Whilst quantitative easing appears to have been a great success in stimulating economic growth when introduced in both the UK and more recently the US, the immediate effect on the euro was negative.
The basic principle of supply and demand saw the euro slip into freefall on the announcement of a QE plan far larger than many expected, with the ECB pledging to flood the markets with at least €1.1 trillion.
After a difficult two weeks for the euro, the worst fear of the Eurozone was realised when, as expected, the far left anti austerity Syriza party won the Greek election. The immediate aftermath saw GBP/EUR reach seven year, pre-recession highs of 1.3503.
The Syriza party had campaigned on renegotiating the terms of the €240 billion EU-IMF bailout, which imposed strict spending and taxation rules on Greece, a point the Syriza party claimed significantly contributed to the Greek economy shrinking by 25% since the onset of the financial crisis, diminishing national pride.
Markets are concerned that the election of the Syriza party threatens to plunge Europe deeper into crisis as any further bailout payments to Greece are likely be withheld. Indications suggest Greece has enough money to function until the end of February when, unless an agreement is reached, there is a strong probability that Greece will default on its debt. This could force Greece to leave the Eurozone, driving Europe into an even deeper crisis, which would in turn reignite the contagion that blighted the Eurozone throughout 2012.
Whilst Bank of England Governor, Mark Carney, has attempted to put a positive spin on falling inflation in the UK, by claiming the recent fall in oil prices is “net positive for UK growth”, lower inflation has seen expectations for a Bank of England interest rate hike now pushed back to the middle of 2016, making Sterling far less of an attractive investment.
Whilst sterling has benefitted from ongoing problems in the eurozone, recent data has missed expectations, raising concerns of the UKs ability to add to economic growth seen last year.
Overall, the ECB’s plan to inject at least €1.1 trillion worth of new money into the distressed eurozone economy should, in theory, result in businesses and people borrowing more and therefore spending more, which would boost the economy and strengthening the euro in the medium to long term.
Elsewhere, peripheral European countries will be monitoring the progress of Greece in renegotiating the austerity measure put on them as a result of the bailout. Successful negotiations in reducing the debt or agreeing more favourable terms will surely encourage other European countries who are following austerity as a result of a bailout to seek more favourable terms, which would result in significant debt write-downs heaping further pressure on the euro.

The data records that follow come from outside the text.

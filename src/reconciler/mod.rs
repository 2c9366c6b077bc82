//! The declarative control loop for `DiagnosisTask` objects.
//!
//! Each reconcile is a pure function of the latest task state plus the
//! process-local active-agent map. The reconciler owns every status write;
//! agents reach status only through the checkpoint sink.

mod checkpoint;
mod driver;

pub use checkpoint::CheckpointWriter;
pub use driver::ControllerDriver;

use std::sync::Arc;
use std::time::Duration;

use chrono::Utc;
use dashmap::DashMap;
use tokio_util::sync::CancellationToken;

use crate::agent::{AgentError, AgentLoop, StepSink};
use crate::llm::LlmClient;
use crate::memory::{
    format_alert_events, format_similar_findings, EmbeddingProvider, EventStore, KnowledgeFinding,
    KnowledgeStore,
};
use crate::skill::SkillRegistry;
use crate::store::{StoreError, TaskStore};
use crate::task::{DiagnosisReport, DiagnosisTask, Phase, TaskKey};
use crate::tools::{ToolRouter, ToolSet};

/// How many historically similar diagnoses are injected per run.
const SIMILAR_FINDINGS_LIMIT: usize = 3;

/// Attempts for a terminal status write before giving up. Each attempt
/// re-reads, so a conflict only costs one round trip.
const STATUS_WRITE_ATTEMPTS: usize = 3;

/// Outcome of one reconcile call.
#[derive(Debug, Clone, Copy, PartialEq, Eq)]
pub enum ReconcileAction {
    Done,
    RequeueAfter(Duration),
}

/// Tunables for agent runs.
#[derive(Debug, Clone)]
pub struct ReconcilerSettings {
    /// Deadline for one agent run.
    pub agent_timeout: Duration,
    /// Step budget when the task policy does not set one.
    pub default_max_steps: usize,
    /// Recent L2 events injected per run.
    pub recent_event_limit: usize,
}

impl Default for ReconcilerSettings {
    fn default() -> Self {
        Self {
            agent_timeout: Duration::from_secs(600),
            default_max_steps: 20,
            recent_event_limit: 5,
        }
    }
}

/// Owns the task state machine: starts, resumes and cancels agents, applies
/// findings through the checkpoint path, and enforces at most one running
/// agent per task identity per process.
pub struct TaskReconciler {
    store: Arc<dyn TaskStore>,
    llm: Arc<dyn LlmClient>,
    tools: Arc<ToolRouter>,
    skills: Arc<SkillRegistry>,
    settings: ReconcilerSettings,

    /// Process-scoped map from task identity to the run's cancel handle.
    /// Entries are inserted at spawn and removed when the agent task exits.
    active: Arc<DashMap<String, CancellationToken>>,

    l2_store: Option<Arc<dyn EventStore>>,
    knowledge: Option<Arc<dyn KnowledgeStore>>,
    embedder: Option<Arc<dyn EmbeddingProvider>>,
}

impl TaskReconciler {
    pub fn new(
        store: Arc<dyn TaskStore>,
        llm: Arc<dyn LlmClient>,
        tools: Arc<ToolRouter>,
        skills: Arc<SkillRegistry>,
        settings: ReconcilerSettings,
    ) -> Self {
        Self {
            store,
            llm,
            tools,
            skills,
            settings,
            active: Arc::new(DashMap::new()),
            l2_store: None,
            knowledge: None,
            embedder: None,
        }
    }

    /// Attach an optional L2 event store for pre-run context injection.
    pub fn with_l2_store(mut self, store: Arc<dyn EventStore>) -> Self {
        self.l2_store = Some(store);
        self
    }

    /// Attach an optional L3 knowledge base plus the embedder it requires.
    pub fn with_knowledge_base(
        mut self,
        knowledge: Arc<dyn KnowledgeStore>,
        embedder: Arc<dyn EmbeddingProvider>,
    ) -> Self {
        self.knowledge = Some(knowledge);
        self.embedder = Some(embedder);
        self
    }

    /// Number of live agent runs in this process. Observability and tests.
    pub fn active_agent_count(&self) -> usize {
        self.active.len()
    }

    /// Cancel every live agent run. Called on driver shutdown; the runs
    /// write no terminal status, so the tasks resume on the next start.
    pub fn shutdown(&self) {
        for entry in self.active.iter() {
            entry.value().cancel();
        }
    }

    /// Drive the state machine for one task.
    pub async fn reconcile(&self, key: &TaskKey) -> Result<ReconcileAction, StoreError> {
        let Some(task) = self.store.get(key).await? else {
            // Deleted: stop any run it still owns.
            self.cancel_active(key);
            return Ok(ReconcileAction::Done);
        };

        let Some(phase) = task.status.phase else {
            // First observation: initialize the status.
            let mut init = task;
            init.status.phase = Some(Phase::Pending);
            self.store.update_status(init).await?;
            return Ok(ReconcileAction::RequeueAfter(Duration::ZERO));
        };

        match phase {
            Phase::Completed | Phase::Failed => {
                self.cancel_active(key);
                Ok(ReconcileAction::Done)
            }
            Phase::WaitingApproval => {
                if task.spec.approved {
                    self.cancel_active(key);
                    let mut resumed = task;
                    resumed.status.phase = Some(Phase::Running);
                    resumed.status.message = String::new();
                    self.store.update_status(resumed).await?;
                    Ok(ReconcileAction::RequeueAfter(Duration::ZERO))
                } else {
                    // Parked until a watch event flips spec.approved.
                    Ok(ReconcileAction::Done)
                }
            }
            Phase::Pending | Phase::Running => {
                if self.active.contains_key(&key.to_string()) {
                    return Ok(ReconcileAction::Done);
                }
                // Running without a local entry means the process restarted
                // mid-run: spawn with checkpoint restore.
                let resume = phase == Phase::Running;
                if resume {
                    tracing::info!(task = %key, "resuming interrupted task");
                }
                self.spawn_agent(task, resume).await?;
                Ok(ReconcileAction::Done)
            }
        }
    }

    fn cancel_active(&self, key: &TaskKey) {
        if let Some((_, cancel)) = self.active.remove(&key.to_string()) {
            tracing::info!(task = %key, "stopping active agent");
            cancel.cancel();
        }
    }

    async fn spawn_agent(&self, task: DiagnosisTask, resume: bool) -> Result<(), StoreError> {
        let key = task.key();
        let key_string = key.to_string();

        let skill = self.skills.match_task(&task).clone();
        tracing::info!(task = %key, skill = %skill.name, resume, "starting agent");

        // Record phase and matched skill before the run begins. On resume
        // the phase is already Running.
        let mut latest = task;
        let mut needs_write = !resume;
        if !resume {
            latest.status.phase = Some(Phase::Running);
        }
        if latest.status.matched_skill != skill.name {
            latest.status.matched_skill = skill.name.clone();
            needs_write = true;
        }
        if needs_write {
            latest = self.store.update_status(latest).await?;
        }

        let cancel = CancellationToken::new();
        self.active.insert(key_string.clone(), cancel.clone());

        let tool_set = ToolSet::new(self.tools.list_tools().await);
        let max_steps = if latest.spec.policy.max_steps > 0 {
            latest.spec.policy.max_steps
        } else {
            self.settings.default_max_steps
        };

        let sink: Arc<dyn StepSink> =
            Arc::new(CheckpointWriter::new(Arc::clone(&self.store), key.clone()));
        let agent = AgentLoop::new(
            Arc::clone(&self.llm),
            tool_set,
            max_steps,
            Some(sink),
            skill,
        );

        if !latest.status.checkpoint.is_empty() {
            agent.restore(&latest.status.checkpoint);
        }

        let goal = format!(
            "Diagnose the issue with {} {} in namespace {}.",
            latest.spec.target.kind, latest.spec.target.name, latest.spec.target.namespace
        );

        self.inject_context(&agent, &latest, &goal).await;

        let approved = latest.spec.approved;
        let store = Arc::clone(&self.store);
        let active = Arc::clone(&self.active);
        let timeout = self.settings.agent_timeout;
        let knowledge = self.knowledge.clone();
        let embedder = self.embedder.clone();
        let alert_name = latest
            .spec
            .alert_context
            .as_ref()
            .map(|c| c.name.clone())
            .unwrap_or_default();
        let namespace = latest.spec.target.namespace.clone();

        tokio::spawn(async move {
            let outcome = tokio::time::timeout(timeout, agent.run(&cancel, &goal, approved)).await;
            active.remove(&key_string);

            match outcome {
                Err(_elapsed) => {
                    tracing::warn!(task = %key, "agent run exceeded deadline");
                    apply_status(&store, &key, |t| {
                        t.status.phase = Some(Phase::Failed);
                        t.status.report = Some(DiagnosisReport {
                            root_cause: "Agent execution failed".to_string(),
                            suggestion: format!(
                                "agent run exceeded deadline ({}s)",
                                timeout.as_secs()
                            ),
                        });
                    })
                    .await;
                }
                Ok(Err(AgentError::Cancelled)) => {
                    // No terminal write: the next reconcile observes Running
                    // without a local entry and resumes.
                    tracing::info!(task = %key, "agent run cancelled");
                }
                Ok(Err(AgentError::WaitingForApproval { tool })) => {
                    tracing::info!(task = %key, %tool, "agent parked for approval");
                    apply_status(&store, &key, |t| {
                        t.status.phase = Some(Phase::WaitingApproval);
                        t.status.message = format!("Tool {tool} requires approval.");
                    })
                    .await;
                }
                Ok(Err(err)) => {
                    tracing::warn!(task = %key, error = %err, "agent run failed");
                    apply_status(&store, &key, |t| {
                        t.status.phase = Some(Phase::Failed);
                        t.status.report = Some(DiagnosisReport {
                            root_cause: "Agent execution failed".to_string(),
                            suggestion: err.to_string(),
                        });
                    })
                    .await;
                }
                Ok(Ok(result)) => {
                    tracing::info!(task = %key, "agent run completed");
                    apply_status(&store, &key, |t| {
                        t.status.phase = Some(Phase::Completed);
                        t.status.report = Some(DiagnosisReport {
                            root_cause: result.root_cause.clone(),
                            suggestion: result.suggestion.clone(),
                        });
                    })
                    .await;

                    // Fire-and-forget L3 save; diagnosis flow never blocks
                    // on the knowledge base.
                    if let (Some(knowledge), Some(embedder)) = (knowledge, embedder) {
                        let finding = KnowledgeFinding {
                            alert_name,
                            namespace,
                            root_cause: result.root_cause,
                            suggestion: result.suggestion,
                            created_at: Utc::now(),
                        };
                        tokio::spawn(async move {
                            save_to_knowledge_base(knowledge, embedder, finding).await;
                        });
                    }
                }
            }
        });

        Ok(())
    }

    /// Push L2 recent-events and L3 similar-diagnosis preambles into the
    /// agent's memory. Failures are logged and skipped; context is an
    /// enrichment, never a prerequisite.
    async fn inject_context(&self, agent: &AgentLoop, task: &DiagnosisTask, goal: &str) {
        if let Some(events) = &self.l2_store {
            let pod = if task.spec.target.kind == "Pod" {
                task.spec.target.name.as_str()
            } else {
                ""
            };
            match events
                .get_recent_events(
                    &task.spec.target.namespace,
                    pod,
                    self.settings.recent_event_limit,
                )
                .await
            {
                Ok(recent) => {
                    let msg = format_alert_events(&recent);
                    if !msg.is_empty() {
                        agent.inject_context(&msg);
                    }
                }
                Err(e) => tracing::warn!(task = %task.key(), error = %e, "l2 context lookup failed"),
            }
        }

        if let (Some(knowledge), Some(embedder)) = (&self.knowledge, &self.embedder) {
            match embedder.embed(goal).await {
                Ok(query) => match knowledge.search_similar(&query, SIMILAR_FINDINGS_LIMIT).await {
                    Ok(similar) => {
                        let msg = format_similar_findings(&similar);
                        if !msg.is_empty() {
                            agent.inject_context(&msg);
                        }
                    }
                    Err(e) => {
                        tracing::warn!(task = %task.key(), error = %e, "l3 similarity search failed")
                    }
                },
                Err(e) => tracing::warn!(task = %task.key(), error = %e, "embedding failed"),
            }
        }
    }
}

/// Read-modify-write a task's status against the latest revision.
///
/// Terminal phases are monotone: if the task is already terminal the write
/// is skipped. Conflicts re-read and retry a bounded number of times.
async fn apply_status<F>(store: &Arc<dyn TaskStore>, key: &TaskKey, apply: F)
where
    F: Fn(&mut DiagnosisTask),
{
    for attempt in 1..=STATUS_WRITE_ATTEMPTS {
        let task = match store.get(key).await {
            Ok(Some(task)) => task,
            Ok(None) => return,
            Err(e) => {
                tracing::error!(task = %key, error = %e, "failed to read task for status update");
                return;
            }
        };
        if task.is_terminal() {
            return;
        }

        let mut updated = task;
        apply(&mut updated);

        match store.update_status(updated).await {
            Ok(_) => return,
            Err(StoreError::Conflict(_)) if attempt < STATUS_WRITE_ATTEMPTS => continue,
            Err(e) => {
                tracing::error!(task = %key, error = %e, "failed to write task status");
                return;
            }
        }
    }
}

async fn save_to_knowledge_base(
    knowledge: Arc<dyn KnowledgeStore>,
    embedder: Arc<dyn EmbeddingProvider>,
    finding: KnowledgeFinding,
) {
    let text = format!("{}\n{}", finding.root_cause, finding.suggestion);
    let embedding = match embedder.embed(&text).await {
        Ok(v) => v,
        Err(e) => {
            tracing::warn!(error = %e, "l3: embedding for save failed");
            return;
        }
    };
    if let Err(e) = knowledge.save_diagnosis(finding, embedding).await {
        tracing::warn!(error = %e, "l3: failed to save diagnosis");
    }
}
//! HTTP surface: health, task CRUD, the approval endpoint, and the alert
//! webhook.

use std::sync::Arc;

use axum::extract::{Path, Query, State};
use axum::http::StatusCode;
use axum::response::Json;
use axum::routing::{get, post};
use axum::Router;
use serde::Deserialize;
use serde_json::json;
use tower_http::cors::CorsLayer;
use tower_http::trace::TraceLayer;
use uuid::Uuid;

use crate::alert::{alert_webhook, Aggregator};
use crate::llm::{ChatMessage, LlmClient, Role};
use crate::skill::SkillRegistry;
use crate::store::{StoreError, TaskStore};
use crate::task::{DiagnosisTask, DiagnosisTaskSpec, TaskKey};
use crate::tools::ToolRouter;

/// Shared application state.
pub struct AppState {
    pub store: Arc<dyn TaskStore>,
    pub aggregator: Arc<Aggregator>,
    pub skills: Arc<SkillRegistry>,
    pub tools: Arc<ToolRouter>,
    /// Enables the connectivity ping endpoint when present.
    pub llm: Option<Arc<dyn LlmClient>>,
    /// Namespace used when a create request does not name one.
    pub default_namespace: String,
}

/// Build the application router.
pub fn router(state: Arc<AppState>) -> Router {
    Router::new()
        .route("/api/health", get(health))
        .route("/api/v1/tasks", get(list_tasks).post(create_task))
        .route(
            "/api/v1/tasks/:namespace/:name",
            get(get_task).delete(delete_task),
        )
        .route("/api/v1/tasks/:namespace/:name/approve", post(approve_task))
        .route("/api/v1/alerts/webhook", post(alert_webhook))
        .route("/api/v1/skills", get(list_skills))
        .route("/api/v1/config/tools", get(list_tools))
        .route("/api/v1/llm/ping", post(ping_llm))
        .layer(TraceLayer::new_for_http())
        .layer(CorsLayer::permissive())
        .with_state(state)
}

/// Bind and serve until `shutdown` fires.
pub async fn serve(
    host: &str,
    port: u16,
    state: Arc<AppState>,
    shutdown: tokio_util::sync::CancellationToken,
) -> anyhow::Result<()> {
    let addr = format!("{host}:{port}");
    tracing::info!(%addr, "starting http server");
    let listener = tokio::net::TcpListener::bind(&addr).await?;
    axum::serve(listener, router(state))
        .with_graceful_shutdown(async move { shutdown.cancelled().await })
        .await?;
    Ok(())
}

async fn health() -> Json<serde_json::Value> {
    Json(json!({"status": "ok"}))
}

#[derive(Debug, Default, Deserialize)]
struct ListTasksParams {
    #[serde(default)]
    namespace: Option<String>,
}

async fn list_tasks(
    State(state): State<Arc<AppState>>,
    Query(params): Query<ListTasksParams>,
) -> Result<Json<serde_json::Value>, (StatusCode, String)> {
    let mut tasks = state.store.list().await.map_err(store_error)?;
    if let Some(namespace) = &params.namespace {
        tasks.retain(|t| &t.metadata.namespace == namespace);
    }
    Ok(Json(json!({
        "total": tasks.len(),
        "items": tasks,
    })))
}

async fn list_skills(State(state): State<Arc<AppState>>) -> Json<serde_json::Value> {
    let skills: Vec<serde_json::Value> = state
        .skills
        .list()
        .into_iter()
        .map(|s| {
            json!({
                "name": s.name,
                "description": s.description,
                "allowed_tools": s.allowed_tools,
            })
        })
        .collect();
    Json(json!({"skills": skills}))
}

async fn list_tools(State(state): State<Arc<AppState>>) -> Json<serde_json::Value> {
    let tools: Vec<serde_json::Value> = state
        .tools
        .list_tools()
        .await
        .into_iter()
        .map(|t| {
            json!({
                "name": t.name(),
                "description": t.description(),
                "safety_class": t.safety_class(),
            })
        })
        .collect();
    Json(json!({"tools": tools}))
}

/// Connectivity check against the configured chat provider.
async fn ping_llm(
    State(state): State<Arc<AppState>>,
) -> Result<Json<serde_json::Value>, (StatusCode, String)> {
    let Some(llm) = &state.llm else {
        return Err((
            StatusCode::SERVICE_UNAVAILABLE,
            "no chat provider configured".to_string(),
        ));
    };

    let probe = [ChatMessage::new(Role::User, "Reply with the single word: pong")];
    match llm.chat(&probe, &[]).await {
        Ok(reply) => Ok(Json(json!({
            "status": "ok",
            "reply": reply.text_content().unwrap_or_default(),
        }))),
        Err(e) => Err((StatusCode::BAD_GATEWAY, e.to_string())),
    }
}

#[derive(Debug, Deserialize)]
struct CreateTaskRequest {
    #[serde(default)]
    name: Option<String>,
    #[serde(default)]
    namespace: Option<String>,
    spec: DiagnosisTaskSpec,
}

async fn create_task(
    State(state): State<Arc<AppState>>,
    Json(req): Json<CreateTaskRequest>,
) -> Result<(StatusCode, Json<DiagnosisTask>), (StatusCode, String)> {
    let namespace = req
        .namespace
        .unwrap_or_else(|| state.default_namespace.clone());
    let name = req.name.unwrap_or_else(|| {
        format!("task-{}", &Uuid::new_v4().to_string()[..8])
    });

    let created = state
        .store
        .create(DiagnosisTask::new(namespace, name, req.spec))
        .await
        .map_err(store_error)?;
    Ok((StatusCode::CREATED, Json(created)))
}

async fn get_task(
    State(state): State<Arc<AppState>>,
    Path((namespace, name)): Path<(String, String)>,
) -> Result<Json<DiagnosisTask>, (StatusCode, String)> {
    let key = TaskKey::new(namespace, name);
    match state.store.get(&key).await.map_err(store_error)? {
        Some(task) => Ok(Json(task)),
        None => Err((StatusCode::NOT_FOUND, format!("task {key} not found"))),
    }
}

async fn delete_task(
    State(state): State<Arc<AppState>>,
    Path((namespace, name)): Path<(String, String)>,
) -> Result<StatusCode, (StatusCode, String)> {
    let key = TaskKey::new(namespace, name);
    state.store.delete(&key).await.map_err(store_error)?;
    Ok(StatusCode::NO_CONTENT)
}

/// Flip `spec.approved`, releasing a task parked in `WaitingApproval`.
/// Retries once on a concurrent spec write.
async fn approve_task(
    State(state): State<Arc<AppState>>,
    Path((namespace, name)): Path<(String, String)>,
) -> Result<Json<DiagnosisTask>, (StatusCode, String)> {
    let key = TaskKey::new(namespace, name);
    for _ in 0..2 {
        let Some(mut task) = state.store.get(&key).await.map_err(store_error)? else {
            return Err((StatusCode::NOT_FOUND, format!("task {key} not found")));
        };
        task.spec.approved = true;
        match state.store.update_spec(task).await {
            Ok(updated) => return Ok(Json(updated)),
            Err(StoreError::Conflict(_)) => continue,
            Err(e) => return Err(store_error(e)),
        }
    }
    Err((
        StatusCode::CONFLICT,
        format!("task {key} kept changing; retry the approval"),
    ))
}

fn store_error(e: StoreError) -> (StatusCode, String) {
    let status = match e {
        StoreError::AlreadyExists(_) | StoreError::Conflict(_) => StatusCode::CONFLICT,
        StoreError::NotFound(_) => StatusCode::NOT_FOUND,
    };
    (status, e.to_string())
}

After initially falling on the back of the election of the Syriza party the euro did find some support when New Greek Prime Minister, Alexis Tsipras, claimed his country “will not default on its debt”. Prime Minister Tsipras also stated, “We won’t get into a mutually destructive clash, but we will not continue a policy of subjection."
‘Compromise’ seems to be the key word in debt negotiations and positive results will prove vital for the existence of the euro in its current form.